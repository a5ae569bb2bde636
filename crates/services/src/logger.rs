//! Log shipping between nodes.
//!
//! [`LoggingClient`] buffers records locally and ships them to a central
//! [`LoggingServer`] as stream messages through the manager queue. The server
//! appends them to one file per host and, on stop, merges every host file
//! into a single timestamp-sorted log.

use crate::unix_time;
use courier_manager::{ContextCell, Service, ServiceContext, ServiceError};
use courier_queue::{Message, Payload, Priority};
use courier_rpc::{HandlerRegistry, RpcClient};
use crossbeam::channel::{self, Receiver, Sender};
use parking_lot::Mutex;
use serde::{Deserialize, Serialize};
use std::any::Any;
use std::collections::HashMap;
use std::fs::{self, File, OpenOptions};
use std::io::{self, BufRead, BufReader, BufWriter, Write};
use std::path::{Path, PathBuf};
use std::sync::atomic::{AtomicU64, Ordering};
use std::sync::Arc;
use std::thread::{self, JoinHandle};
use std::time::Duration;
use tracing::{debug, info, warn, Span};

/// Inbound method served by [`LoggingServer`].
pub const LOG_METHOD: &str = "send_log_messages";

/// Default port of a standalone log server.
pub const DEFAULT_LOG_SERVER_PORT: u16 = 13173;

/// One shipped log line.
#[derive(Debug, Clone, PartialEq, Eq, Serialize, Deserialize)]
pub struct LogRecord {
    /// Seconds since the Unix epoch, fixed precision so lines sort by time.
    pub timestamp: String,
    pub host: String,
    pub category: String,
    pub content: String,
}

impl LogRecord {
    pub fn new(host: impl Into<String>, category: impl Into<String>, content: impl Into<String>) -> Self {
        Self {
            timestamp: format!("{:.10}", unix_time()),
            host: host.into(),
            category: category.into(),
            content: content.into(),
        }
    }

    /// `[timestamp] (host) <category> "content"`
    pub fn line(&self) -> String {
        format!(
            "[{}] ({}) <{}> \"{}\"",
            self.timestamp, self.host, self.category, self.content
        )
    }
}

/// Reply to a shipped stream.
#[derive(Debug, Clone, Copy, PartialEq, Eq, Serialize, Deserialize)]
pub struct LogAck {
    pub received: usize,
}

/// A background thread with a shutdown signal.
struct Worker {
    shutdown: Sender<()>,
    thread: JoinHandle<()>,
}

impl Worker {
    fn spawn(name: &str, run: impl FnOnce(Receiver<()>) + Send + 'static) -> io::Result<Self> {
        let (shutdown, shutdown_rx) = channel::bounded(1);
        let thread = thread::Builder::new()
            .name(name.to_string())
            .spawn(move || run(shutdown_rx))?;
        Ok(Self { shutdown, thread })
    }

    fn stop(self) -> thread::Result<()> {
        let _ = self.shutdown.send(());
        self.thread.join()
    }
}

fn context_span(context: &ContextCell) -> Span {
    context
        .get()
        .map(|ctx| ctx.span().clone())
        .unwrap_or_else(Span::none)
}

// ═══════════════════════════════════════════════════════════════════════════
// Client
// ═══════════════════════════════════════════════════════════════════════════

#[derive(Debug, Clone, PartialEq, Serialize, Deserialize)]
#[serde(default)]
pub struct LoggingClientConfig {
    pub name: String,
    pub priority: i64,
    /// Log server address (`host:port`).
    pub server: String,
    /// Host name stamped on records; defaults to the manager's listen address.
    pub host: Option<String>,
    /// Most records per stream message.
    pub stream_max: usize,
    /// Wait a full interval even after sending a full stream.
    pub stream_max_wait: bool,
    pub flush_interval_ms: u64,
}

impl Default for LoggingClientConfig {
    fn default() -> Self {
        Self {
            name: "logging_client".to_string(),
            priority: 2,
            server: format!("localhost:{}", DEFAULT_LOG_SERVER_PORT),
            host: None,
            stream_max: 10_000,
            stream_max_wait: false,
            flush_interval_ms: 1_000,
        }
    }
}

/// Ships log records to a [`LoggingServer`].
///
/// Records logged while the client is stopped are dropped.
pub struct LoggingClient {
    config: LoggingClientConfig,
    context: ContextCell,
    client: Arc<RpcClient>,
    records_tx: Sender<LogRecord>,
    records_rx: Receiver<LogRecord>,
    worker: Mutex<Option<Worker>>,
}

impl LoggingClient {
    pub fn new(config: LoggingClientConfig) -> Self {
        let client = Arc::new(RpcClient::new(config.server.clone()));
        let (records_tx, records_rx) = channel::unbounded();
        Self {
            config,
            context: ContextCell::new(),
            client,
            records_tx,
            records_rx,
            worker: Mutex::new(None),
        }
    }

    pub fn config(&self) -> &LoggingClientConfig {
        &self.config
    }

    pub fn is_running(&self) -> bool {
        self.worker.lock().is_some()
    }

    /// Buffer a record for shipping.
    pub fn log(&self, category: impl Into<String>, content: impl Into<String>) {
        if !self.is_running() {
            debug!(parent: &context_span(&self.context), "Logging client not running; record dropped");
            return;
        }
        let record = LogRecord::new(self.host(), category, content);
        let _ = self.records_tx.send(record);
    }

    /// Records buffered and not yet posted.
    pub fn buffered(&self) -> usize {
        self.records_rx.len()
    }

    fn host(&self) -> String {
        if let Some(host) = &self.config.host {
            return host.clone();
        }
        self.context
            .get()
            .and_then(ServiceContext::address)
            .map(|addr| addr.to_string())
            .unwrap_or_else(|| "localhost".to_string())
    }
}

/// State moved onto the flush thread.
struct Flusher {
    context: ServiceContext,
    client: Arc<RpcClient>,
    records: Receiver<LogRecord>,
    stream_max: usize,
    stream_max_wait: bool,
    interval: Duration,
}

impl Flusher {
    fn run(self, shutdown: Receiver<()>) {
        debug!(parent: self.context.span(), "Log flusher entering");
        loop {
            let sent = self.flush();
            let full = sent >= self.stream_max;

            if full && !self.stream_max_wait {
                if shutdown.try_recv().is_ok() {
                    break;
                }
                continue;
            }

            let stop = channel::select! {
                recv(shutdown) -> _ => true,
                default(self.interval) => false,
            };
            if stop {
                break;
            }
        }

        // The sender loop has already stopped, so the rest ships inline.
        let shipped = self.ship_remaining();
        debug!(parent: self.context.span(), shipped, "Log flusher exiting");
    }

    /// Take up to `stream_max` buffered records as one stream payload.
    fn take_batch(&self) -> Option<(usize, Payload)> {
        let batch: Vec<LogRecord> = self.records.try_iter().take(self.stream_max).collect();
        if batch.is_empty() {
            return None;
        }
        let count = batch.len();
        let items = batch.iter().filter_map(|r| serde_json::to_value(r).ok());
        Some((count, Payload::stream(items)))
    }

    /// Post up to `stream_max` buffered records as one stream message.
    fn flush(&self) -> usize {
        let Some((count, payload)) = self.take_batch() else {
            return 0;
        };

        let client = self.client.clone();
        let message = Message::new(self.context.priority(), payload, move |payload| {
            let reply = client.call(LOG_METHOD, payload.into_value())?;
            Ok(Some(reply))
        });

        if let Err(e) = self.context.post(message) {
            warn!(parent: self.context.span(), error = %e, dropped = count, "Failed to queue log stream");
        }
        count
    }

    /// Send every buffered record on this thread. Returns how many were sent.
    fn ship_remaining(&self) -> usize {
        let mut shipped = 0;
        while let Some((count, payload)) = self.take_batch() {
            match self.client.call(LOG_METHOD, payload.into_value()) {
                Ok(_) => shipped += count,
                Err(e) => {
                    warn!(parent: self.context.span(), error = %e, dropped = count, "Failed to ship log stream on stop");
                }
            }
        }
        shipped
    }
}

impl Default for LoggingClient {
    fn default() -> Self {
        Self::new(LoggingClientConfig::default())
    }
}

impl Service for LoggingClient {
    fn name(&self) -> &str {
        &self.config.name
    }

    fn priority(&self) -> Priority {
        Priority::new(self.config.priority)
    }

    fn attach(&self, ctx: ServiceContext) {
        self.context.set(ctx);
    }

    fn start(&self) -> Result<(), ServiceError> {
        let mut worker = self.worker.lock();
        if worker.is_some() {
            return Ok(());
        }
        let context = self
            .context
            .get()
            .cloned()
            .ok_or_else(|| ServiceError::Failed("logging client is not attached".into()))?;

        let flusher = Flusher {
            context,
            client: self.client.clone(),
            records: self.records_rx.clone(),
            stream_max: self.config.stream_max.max(1),
            stream_max_wait: self.config.stream_max_wait,
            interval: Duration::from_millis(self.config.flush_interval_ms),
        };
        *worker = Some(Worker::spawn("courier-log-client", move |shutdown| {
            flusher.run(shutdown)
        })?);

        info!(parent: &context_span(&self.context), server = %self.config.server, "Logging client started");
        Ok(())
    }

    fn stop(&self) -> Result<(), ServiceError> {
        let Some(worker) = self.worker.lock().take() else {
            return Ok(());
        };
        if worker.stop().is_err() {
            return Err(ServiceError::Failed("log flusher panicked".into()));
        }
        info!(parent: &context_span(&self.context), "Logging client stopped");
        Ok(())
    }

    fn as_any(self: Arc<Self>) -> Arc<dyn Any + Send + Sync> {
        self
    }
}

// ═══════════════════════════════════════════════════════════════════════════
// Server
// ═══════════════════════════════════════════════════════════════════════════

#[derive(Debug, Clone, PartialEq, Serialize, Deserialize)]
#[serde(default)]
pub struct LoggingServerConfig {
    pub name: String,
    pub priority: i64,
    pub output_dir: PathBuf,
    pub consolidated_log_name: String,
    pub consolidate_on_exit: bool,
}

impl Default for LoggingServerConfig {
    fn default() -> Self {
        Self {
            name: "logging_server".to_string(),
            priority: 2,
            output_dir: PathBuf::from("./output/logging"),
            consolidated_log_name: "consolidated.log".to_string(),
            consolidate_on_exit: true,
        }
    }
}

/// Receives shipped records and writes them to per-host files.
///
/// Streams received while stopped are buffered and written after start.
pub struct LoggingServer {
    config: LoggingServerConfig,
    context: ContextCell,
    batches_tx: Sender<Vec<LogRecord>>,
    batches_rx: Receiver<Vec<LogRecord>>,
    written: Arc<AtomicU64>,
    worker: Mutex<Option<Worker>>,
}

impl LoggingServer {
    /// Create the server and its output directory.
    pub fn new(config: LoggingServerConfig) -> io::Result<Self> {
        fs::create_dir_all(&config.output_dir)?;
        let (batches_tx, batches_rx) = channel::unbounded();
        Ok(Self {
            config,
            context: ContextCell::new(),
            batches_tx,
            batches_rx,
            written: Arc::new(AtomicU64::new(0)),
            worker: Mutex::new(None),
        })
    }

    pub fn config(&self) -> &LoggingServerConfig {
        &self.config
    }

    pub fn is_running(&self) -> bool {
        self.worker.lock().is_some()
    }

    /// Records written to host files so far.
    pub fn records_written(&self) -> u64 {
        self.written.load(Ordering::Relaxed)
    }

    pub fn consolidated_path(&self) -> PathBuf {
        self.config.output_dir.join(&self.config.consolidated_log_name)
    }

    /// Path of the file holding `host`'s records.
    pub fn host_log_path(&self, host: &str) -> PathBuf {
        host_log_path(&self.config.output_dir, host)
    }

    /// Merge every host file into the consolidated log, sorted by timestamp.
    ///
    /// Returns the number of lines written; an empty merge leaves any existing
    /// consolidated log untouched.
    pub fn consolidate(&self) -> io::Result<usize> {
        consolidate(&self.config.output_dir, &self.consolidated_path())
    }
}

========

Assignment: Select every line of the material above holding the word "unbounded" and copy it.

Solution for this problem:
        let (records_tx, records_rx) = channel::unbounded();
        let (batches_tx, batches_rx) = channel::unbounded();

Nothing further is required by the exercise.